- _EXERCISE OBJECTIVE_:
In this exercise, set down every entry that follows exactly as it appears.

+++

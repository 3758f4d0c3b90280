/// QR symbol version (Model 2, 1-40).
#[derive(Debug, Clone, Copy, PartialEq, Eq)]
pub struct Version(u8);

impl Version {
    /// Validated constructor; Model 2 versions run 1-40.
    pub fn new(number: u8) -> Option<Self> {
        (1..=40).contains(&number).then_some(Self(number))
    }

    pub fn number(&self) -> u8 {
        self.0
    }

    /// Symbol side length in modules (21, 25, ... 177).
    pub fn dimension(&self) -> usize {
        17 + 4 * self.0 as usize
    }

    /// Version whose symbol is `dimension` modules wide, if any.
    pub fn from_dimension(dimension: usize) -> Option<Self> {
        if dimension < 21 || (dimension - 17) % 4 != 0 {
            return None;
        }
        Self::new(((dimension - 17) / 4) as u8)
    }
}

/// Error correction level.
#[derive(Debug, Clone, Copy, PartialEq, Eq)]
pub enum ECLevel {
    /// ~7% recovery capacity
    L,
    /// ~15% recovery capacity
    M,
    /// ~25% recovery capacity
    Q,
    /// ~30% recovery capacity
    H,
}

impl ECLevel {
    /// Decode the two format-information indicator bits.
    ///
    /// The assignment is the ISO one (L=01, M=00, Q=11, H=10), not the
    /// "obvious" ordinal order.
    pub fn from_format_bits(bits: u8) -> Self {
        match bits & 0x03 {
            0b01 => ECLevel::L,
            0b00 => ECLevel::M,
            0b11 => ECLevel::Q,
            _ => ECLevel::H,
        }
    }

    /// Inverse of [`from_format_bits`](Self::from_format_bits).
    pub fn format_bits(&self) -> u8 {
        match self {
            ECLevel::L => 0b01,
            ECLevel::M => 0b00,
            ECLevel::Q => 0b11,
            ECLevel::H => 0b10,
        }
    }
}

/// Data mask pattern (0-7).
#[derive(Debug, Clone, Copy, PartialEq, Eq)]
pub struct MaskPattern(u8);

impl MaskPattern {
    pub fn from_bits(bits: u8) -> Self {
        Self(bits & 0x07)
    }

    pub fn bits(&self) -> u8 {
        self.0
    }

    /// Whether the module at (row, col) is masked, per the eight mask
    /// conditions of the symbology.
    pub fn is_masked(&self, row: usize, col: usize) -> bool {
        let (i, j) = (row, col);
        match self.0 {
            0 => (i + j) % 2 == 0,
            1 => i % 2 == 0,
            2 => j % 3 == 0,
            3 => (i + j) % 3 == 0,
            4 => (i / 2 + j / 3) % 2 == 0,
            5 => (i * j) % 2 + (i * j) % 3 == 0,
            6 => ((i * j) % 2 + (i * j) % 3) % 2 == 0,
            _ => ((i + j) % 2 + (i * j) % 3) % 2 == 0,
        }
    }
}

/// Successfully decoded QR symbol.
#[derive(Debug, Clone)]
pub struct DecodedSymbol {
    /// Raw decoded payload bytes.
    pub bytes: Vec<u8>,
    /// Payload as text (lossy UTF-8 where the payload is not valid UTF-8).
    pub text: String,
    /// Symbol version.
    pub version: Version,
    /// Error correction level the symbol was encoded with.
    pub ec_level: ECLevel,
    /// Mask pattern that was applied to the data region.
    pub mask_pattern: MaskPattern,
}

#[cfg(test)]
mod tests {
    use super::*;

    #[test]
    fn version_dimensions() {
        assert_eq!(Version::new(1).unwrap().dimension(), 21);
        assert_eq!(Version::new(7).unwrap().dimension(), 45);
        assert_eq!(Version::new(40).unwrap().dimension(), 177);
        assert!(Version::new(0).is_none());
        assert!(Version::new(41).is_none());
    }

    #[test]
    fn version_from_dimension() {
        assert_eq!(Version::from_dimension(21), Version::new(1));
        assert_eq!(Version::from_dimension(29), Version::new(3));
        assert!(Version::from_dimension(20).is_none());
        assert!(Version::from_dimension(23).is_none());
    }

    #[test]
    fn ec_level_bits_round_trip() {
        for level in [ECLevel::L, ECLevel::M, ECLevel::Q, ECLevel::H] {
            assert_eq!(ECLevel::from_format_bits(level.format_bits()), level);
        }
        assert_eq!(ECLevel::from_format_bits(0b01), ECLevel::L);
        assert_eq!(ECLevel::from_format_bits(0b00), ECLevel::M);
    }

    #[test]
    fn mask_pattern_zero() {
        let mask = MaskPattern::from_bits(0);
        assert!(mask.is_masked(0, 0));
        assert!(!mask.is_masked(0, 1));
        assert!(mask.is_masked(1, 1));
    }
}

+++

- _REPLY_:
repository 3758f4d0c3b90280
/// QR symbol version (Model 2, 1-40).
#[derive(Debug, Clone, Copy, PartialEq, Eq)]
pub struct Version(u8);

impl Version {
    /// Validated constructor; Model 2 versions run 1-40.
    pub fn new(number: u8) -> Option<Self> {
        (1..=40).contains(&number).then_some(Self(number))
    }

    pub fn number(&self) -> u8 {
        self.0
    }

    /// Symbol side length in modules (21, 25, ... 177).
    pub fn dimension(&self) -> usize {
        17 + 4 * self.0 as usize
    }

    /// Version whose symbol is `dimension` modules wide, if any.
    pub fn from_dimension(dimension: usize) -> Option<Self> {
        if dimension < 21 || (dimension - 17) % 4 != 0 {
            return None;
        }
        Self::new(((dimension - 17) / 4) as u8)
    }
}

/// Error correction level.
#[derive(Debug, Clone, Copy, PartialEq, Eq)]
pub enum ECLevel {
    /// ~7% recovery capacity
    L,
    /// ~15% recovery capacity
    M,
    /// ~25% recovery capacity
    Q,
    /// ~30% recovery capacity
    H,
}

impl ECLevel {
    /// Decode the two format-information indicator bits.
    ///
    /// The assignment is the ISO one (L=01, M=00, Q=11, H=10), not the
    /// "obvious" ordinal order.
    pub fn from_format_bits(bits: u8) -> Self {
        match bits & 0x03 {
            0b01 => ECLevel::L,
            0b00 => ECLevel::M,
            0b11 => ECLevel::Q,
            _ => ECLevel::H,
        }
    }

    /// Inverse of [`from_format_bits`](Self::from_format_bits).
    pub fn format_bits(&self) -> u8 {
        match self {
            ECLevel::L => 0b01,
            ECLevel::M => 0b00,
            ECLevel::Q => 0b11,
            ECLevel::H => 0b10,
        }
    }
}

/// Data mask pattern (0-7).
#[derive(Debug, Clone, Copy, PartialEq, Eq)]
pub struct MaskPattern(u8);

impl MaskPattern {
    pub fn from_bits(bits: u8) -> Self {
        Self(bits & 0x07)
    }

    pub fn bits(&self) -> u8 {
        self.0
    }

    /// Whether the module at (row, col) is masked, per the eight mask
    /// conditions of the symbology.
    pub fn is_masked(&self, row: usize, col: usize) -> bool {
        let (i, j) = (row, col);
        match self.0 {
            0 => (i + j) % 2 == 0,
            1 => i % 2 == 0,
            2 => j % 3 == 0,
            3 => (i + j) % 3 == 0,
            4 => (i / 2 + j / 3) % 2 == 0,
            5 => (i * j) % 2 + (i * j) % 3 == 0,
            6 => ((i * j) % 2 + (i * j) % 3) % 2 == 0,
            _ => ((i + j) % 2 + (i * j) % 3) % 2 == 0,
        }
    }
}

/// Successfully decoded QR symbol.
#[derive(Debug, Clone)]
pub struct DecodedSymbol {
    /// Raw decoded payload bytes.
    pub bytes: Vec<u8>,
    /// Payload as text (lossy UTF-8 where the payload is not valid UTF-8).
    pub text: String,
    /// Symbol version.
    pub version: Version,
    /// Error correction level the symbol was encoded with.
    pub ec_level: ECLevel,
    /// Mask pattern that was applied to the data region.
    pub mask_pattern: MaskPattern,
}

#[cfg(test)]
mod tests {
    use super::*;

    #[test]
    fn version_dimensions() {
        assert_eq!(Version::new(1).unwrap().dimension(), 21);
        assert_eq!(Version::new(7).unwrap().dimension(), 45);
        assert_eq!(Version::new(40).unwrap().dimension(), 177);
        assert!(Version::new(0).is_none());
        assert!(Version::new(41).is_none());
    }

    #[test]
    fn version_from_dimension() {
        assert_eq!(Version::from_dimension(21), Version::new(1));
        assert_eq!(Version::from_dimension(29), Version::new(3));
        assert!(Version::from_dimension(20).is_none());
        assert!(Version::from_dimension(23).is_none());
    }

    #[test]
    fn ec_level_bits_round_trip() {
        for level in [ECLevel::L, ECLevel::M, ECLevel::Q, ECLevel::H] {
            assert_eq!(ECLevel::from_format_bits(level.format_bits()), level);
        }
        assert_eq!(ECLevel::from_format_bits(0b01), ECLevel::L);
        assert_eq!(ECLevel::from_format_bits(0b00), ECLevel::M);
    }

    #[test]
    fn mask_pattern_zero() {
        let mask = MaskPattern::from_bits(0);
        assert!(mask.is_masked(0, 0));
        assert!(!mask.is_masked(0, 1));
        assert!(mask.is_masked(1, 1));
    }
}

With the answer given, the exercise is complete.